[Material supplied Boundary: Start]
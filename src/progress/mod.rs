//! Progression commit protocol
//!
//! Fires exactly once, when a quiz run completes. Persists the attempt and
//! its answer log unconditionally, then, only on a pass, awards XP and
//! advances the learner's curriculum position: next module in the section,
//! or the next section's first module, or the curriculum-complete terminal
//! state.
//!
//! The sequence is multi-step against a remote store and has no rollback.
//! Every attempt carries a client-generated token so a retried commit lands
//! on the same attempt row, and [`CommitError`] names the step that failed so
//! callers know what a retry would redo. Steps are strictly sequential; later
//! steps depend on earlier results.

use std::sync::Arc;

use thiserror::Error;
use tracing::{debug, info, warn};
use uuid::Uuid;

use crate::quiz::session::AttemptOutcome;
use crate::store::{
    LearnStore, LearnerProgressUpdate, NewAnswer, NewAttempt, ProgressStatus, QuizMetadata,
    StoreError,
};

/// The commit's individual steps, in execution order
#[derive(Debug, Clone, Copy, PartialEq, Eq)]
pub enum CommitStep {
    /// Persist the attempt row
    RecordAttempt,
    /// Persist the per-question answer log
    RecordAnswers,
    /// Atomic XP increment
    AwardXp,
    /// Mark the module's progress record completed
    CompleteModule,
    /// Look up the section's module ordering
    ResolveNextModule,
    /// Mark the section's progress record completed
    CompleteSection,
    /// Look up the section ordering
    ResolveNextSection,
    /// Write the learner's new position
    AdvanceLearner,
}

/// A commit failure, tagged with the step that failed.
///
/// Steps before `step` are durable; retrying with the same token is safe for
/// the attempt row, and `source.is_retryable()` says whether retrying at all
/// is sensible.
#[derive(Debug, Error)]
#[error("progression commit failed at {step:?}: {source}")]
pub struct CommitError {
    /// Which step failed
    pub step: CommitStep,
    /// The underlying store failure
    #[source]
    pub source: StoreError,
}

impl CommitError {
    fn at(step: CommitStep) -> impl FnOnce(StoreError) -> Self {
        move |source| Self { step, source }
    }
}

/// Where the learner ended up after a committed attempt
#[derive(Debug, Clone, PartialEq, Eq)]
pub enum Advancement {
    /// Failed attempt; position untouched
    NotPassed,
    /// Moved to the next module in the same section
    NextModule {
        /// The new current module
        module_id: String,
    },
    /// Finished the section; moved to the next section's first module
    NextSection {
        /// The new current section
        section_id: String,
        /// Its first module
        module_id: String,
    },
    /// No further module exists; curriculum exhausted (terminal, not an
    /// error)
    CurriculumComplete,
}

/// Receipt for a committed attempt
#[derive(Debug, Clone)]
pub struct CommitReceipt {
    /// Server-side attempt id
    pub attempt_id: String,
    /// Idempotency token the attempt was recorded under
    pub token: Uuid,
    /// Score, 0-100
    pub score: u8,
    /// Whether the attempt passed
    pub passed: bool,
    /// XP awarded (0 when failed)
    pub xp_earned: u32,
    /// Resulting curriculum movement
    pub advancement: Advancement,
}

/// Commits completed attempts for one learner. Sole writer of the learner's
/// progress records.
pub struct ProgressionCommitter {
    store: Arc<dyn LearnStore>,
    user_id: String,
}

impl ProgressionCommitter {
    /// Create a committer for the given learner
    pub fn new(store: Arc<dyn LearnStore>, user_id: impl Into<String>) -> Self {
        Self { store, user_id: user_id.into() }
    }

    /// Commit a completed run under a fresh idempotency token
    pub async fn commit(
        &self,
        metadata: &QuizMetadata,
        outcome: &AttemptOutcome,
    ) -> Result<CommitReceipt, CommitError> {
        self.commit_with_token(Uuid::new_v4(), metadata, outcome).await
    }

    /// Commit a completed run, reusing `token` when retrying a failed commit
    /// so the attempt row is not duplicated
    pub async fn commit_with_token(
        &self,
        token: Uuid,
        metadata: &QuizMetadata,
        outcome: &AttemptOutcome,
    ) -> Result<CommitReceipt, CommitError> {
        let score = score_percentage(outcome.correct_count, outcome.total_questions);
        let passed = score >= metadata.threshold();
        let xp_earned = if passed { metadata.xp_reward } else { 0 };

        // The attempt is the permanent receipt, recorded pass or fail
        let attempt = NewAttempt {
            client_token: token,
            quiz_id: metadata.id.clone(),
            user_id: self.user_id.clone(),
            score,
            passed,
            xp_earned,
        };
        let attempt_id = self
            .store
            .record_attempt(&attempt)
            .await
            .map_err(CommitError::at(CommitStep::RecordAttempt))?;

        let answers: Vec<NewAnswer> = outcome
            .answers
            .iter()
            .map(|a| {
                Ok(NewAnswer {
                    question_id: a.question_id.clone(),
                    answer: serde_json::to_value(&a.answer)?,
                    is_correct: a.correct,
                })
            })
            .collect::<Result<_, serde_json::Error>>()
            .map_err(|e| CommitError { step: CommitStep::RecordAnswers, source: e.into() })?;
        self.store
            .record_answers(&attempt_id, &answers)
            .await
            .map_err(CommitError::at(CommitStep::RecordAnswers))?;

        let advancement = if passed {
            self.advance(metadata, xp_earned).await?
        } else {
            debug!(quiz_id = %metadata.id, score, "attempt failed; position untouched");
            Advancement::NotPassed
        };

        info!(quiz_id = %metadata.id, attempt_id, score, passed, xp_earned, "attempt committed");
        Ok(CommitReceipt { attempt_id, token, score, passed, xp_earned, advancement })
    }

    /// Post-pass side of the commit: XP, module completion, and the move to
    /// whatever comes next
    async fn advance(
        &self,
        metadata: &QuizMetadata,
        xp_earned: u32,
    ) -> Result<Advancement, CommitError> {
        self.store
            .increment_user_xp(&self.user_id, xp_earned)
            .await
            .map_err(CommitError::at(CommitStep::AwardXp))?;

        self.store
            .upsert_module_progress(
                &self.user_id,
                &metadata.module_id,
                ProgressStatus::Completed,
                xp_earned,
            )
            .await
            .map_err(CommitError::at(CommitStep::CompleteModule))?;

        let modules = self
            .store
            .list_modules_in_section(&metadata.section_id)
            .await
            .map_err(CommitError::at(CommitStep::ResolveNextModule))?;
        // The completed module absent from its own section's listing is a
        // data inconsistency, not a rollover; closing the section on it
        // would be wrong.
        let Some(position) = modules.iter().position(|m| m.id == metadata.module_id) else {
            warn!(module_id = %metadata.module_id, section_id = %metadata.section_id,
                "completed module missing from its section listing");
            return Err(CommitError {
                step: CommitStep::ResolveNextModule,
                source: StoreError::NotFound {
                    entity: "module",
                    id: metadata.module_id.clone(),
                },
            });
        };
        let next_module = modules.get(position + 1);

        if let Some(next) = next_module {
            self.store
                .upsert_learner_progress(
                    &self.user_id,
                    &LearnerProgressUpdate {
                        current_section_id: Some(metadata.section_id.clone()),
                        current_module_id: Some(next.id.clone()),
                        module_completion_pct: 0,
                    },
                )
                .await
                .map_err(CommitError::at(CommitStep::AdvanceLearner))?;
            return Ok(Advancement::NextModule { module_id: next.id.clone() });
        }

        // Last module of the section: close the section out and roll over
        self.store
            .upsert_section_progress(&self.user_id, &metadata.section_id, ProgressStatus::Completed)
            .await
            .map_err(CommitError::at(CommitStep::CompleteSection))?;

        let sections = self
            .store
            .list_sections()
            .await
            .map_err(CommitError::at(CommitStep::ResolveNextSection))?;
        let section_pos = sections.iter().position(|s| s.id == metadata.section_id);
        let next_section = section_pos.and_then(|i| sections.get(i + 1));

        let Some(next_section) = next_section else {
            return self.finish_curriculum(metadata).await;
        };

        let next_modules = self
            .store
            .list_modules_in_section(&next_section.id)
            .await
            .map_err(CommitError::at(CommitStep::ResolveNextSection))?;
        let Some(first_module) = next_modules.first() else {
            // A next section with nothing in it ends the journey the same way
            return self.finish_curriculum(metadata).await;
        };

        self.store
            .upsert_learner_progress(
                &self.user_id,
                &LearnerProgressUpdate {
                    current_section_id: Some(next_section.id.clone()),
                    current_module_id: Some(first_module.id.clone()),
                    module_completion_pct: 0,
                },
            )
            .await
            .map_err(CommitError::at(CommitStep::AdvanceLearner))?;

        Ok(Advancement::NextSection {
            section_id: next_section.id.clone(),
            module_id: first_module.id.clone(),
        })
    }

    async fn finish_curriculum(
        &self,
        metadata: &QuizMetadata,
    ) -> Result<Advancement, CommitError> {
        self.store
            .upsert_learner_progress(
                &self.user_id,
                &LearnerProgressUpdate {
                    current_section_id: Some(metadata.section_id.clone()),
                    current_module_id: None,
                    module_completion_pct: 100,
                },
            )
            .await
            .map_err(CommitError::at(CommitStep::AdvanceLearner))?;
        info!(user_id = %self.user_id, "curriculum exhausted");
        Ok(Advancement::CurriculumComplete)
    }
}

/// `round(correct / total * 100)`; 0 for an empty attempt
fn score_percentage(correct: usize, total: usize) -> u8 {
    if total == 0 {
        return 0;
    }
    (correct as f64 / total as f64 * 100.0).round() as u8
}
[Material supplied Boundary: End]
> [Action item]:
Counting only lines of the data above that hold "CompleteModule", report the total and nothing else.

> [Finished task]:
2